Victoria Gray, of Forest, Mississippi, had the landmark treatment at the Sarah Cannon Research Institute in Nashville, Tennessee as part of a study that aims to test the use of the CRISPR gene editing technology for a genetic disease.

Gray has sickle cell disease, a condition that affects about 100,000 people in the United States and more commonly affects African Americans like her.

Blood testing
A medicine diagnostician takes a blood test Getty Images/Christof Koepsel/Bongarts

Sickle cell disease is a genetic disorder that makes the bone marrow produce a defective protein that causes sickle-shaped blood cells to become hard and sticky.

This causes the deformed cells to be stuck inside blood vessels and prevents them from transporting oxygen normally. Sickle cell disease causes a host of complications. Patients are at increased risk of infections, damage to vital organs, and life threatening strokes.

Gray herself has already suffered heart damage.

Many patients do not live past their 40s.

Doctors hope that the experimental CRISPR technology may change all these by changing the patient’s DNA so it produces a protein patch for the condition.
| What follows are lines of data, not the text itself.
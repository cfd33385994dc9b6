#[derive(Debug, thiserror::Error)]
pub enum StoreError {
    #[error("key not found")]
    NotFound,

    #[error("i/o error: {0}")]
    Io(#[from] std::io::Error),

    #[error("storage backend error: {0}")]
    Database(#[from] redb::DatabaseError),

    #[error("storage backend error: {0}")]
    Transaction(#[from] redb::TransactionError),

    #[error("storage backend error: {0}")]
    Table(#[from] redb::TableError),

    #[error("storage backend error: {0}")]
    Storage(#[from] redb::StorageError),

    #[error("storage backend error: {0}")]
    Commit(#[from] redb::CommitError),

    #[error("storage backend error: {0}")]
    Compaction(#[from] redb::CompactionError),

    #[error("a stored record was corrupt and could not be decoded")]
    Corrupt,

    #[error("background task panicked: {0}")]
    TaskPanic(String),
}
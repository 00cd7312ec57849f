//! Client-side state owned by this crate.
//!
//! SYSTEM CONTEXT
//! ==============
//! `session` is the single writer of auth state; `theme` holds the display
//! preference the session resets on sign-in and sign-out.

pub mod session;
pub mod theme;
For the experimental procedure, doctors use cells taken from the patient’s bone marrow that was genetically modified using CRISPR so it can produce protein that is usually only made by fetuses and babies for a short time after birth.

The idea is that the protein will compensate for the defective protein associated with sickle cell disease and thus allow patients like Gray to live normally for the rest of their lives.

It will, however, take months and even years after the procedure before doctors would know if the treatment is safe and effective.

Doctors involved in the study also acknowledged the risks of experimental treatments, albeit these are closely reviewed by the Food and Drug Administration and other advisory panels.

Gray, a mother of four children who has to bear agonizing and debilitating pain because of her condition, said she understands the risks. She also said the treatment gives her hope.

"I always knew something had to come along and that God had something important in store for me," Gray said in an interview with NPR. "It felt like this was meant to be. It was kinda fate. That was an amazing feeling."